- [Requirement] The entries follow. Print each one exactly.

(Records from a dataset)
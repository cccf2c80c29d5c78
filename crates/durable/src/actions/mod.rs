//! Side-effect action handlers
//!
//! This module provides:
//! - [`ActionHandler`] trait implemented by named executors
//! - [`HandlerRegistry`] mapping action types to handlers
//! - [`LogActionHandler`], a built-in handler that only logs

mod handler;
mod registry;

pub use handler::{ActionHandler, ActionOutcome, ActionRequest, LogActionHandler};
pub use registry::{HandlerRegistry, HandlerRegistryBuilder};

- [Solution]
repository cccf2c80c29d5c78
filename crates/durable/src/actions/mod.rs
//! Side-effect action handlers
//!
//! This module provides:
//! - [`ActionHandler`] trait implemented by named executors
//! - [`HandlerRegistry`] mapping action types to handlers
//! - [`LogActionHandler`], a built-in handler that only logs

mod handler;
mod registry;

pub use handler::{ActionHandler, ActionOutcome, ActionRequest, LogActionHandler};
pub use registry::{HandlerRegistry, HandlerRegistryBuilder};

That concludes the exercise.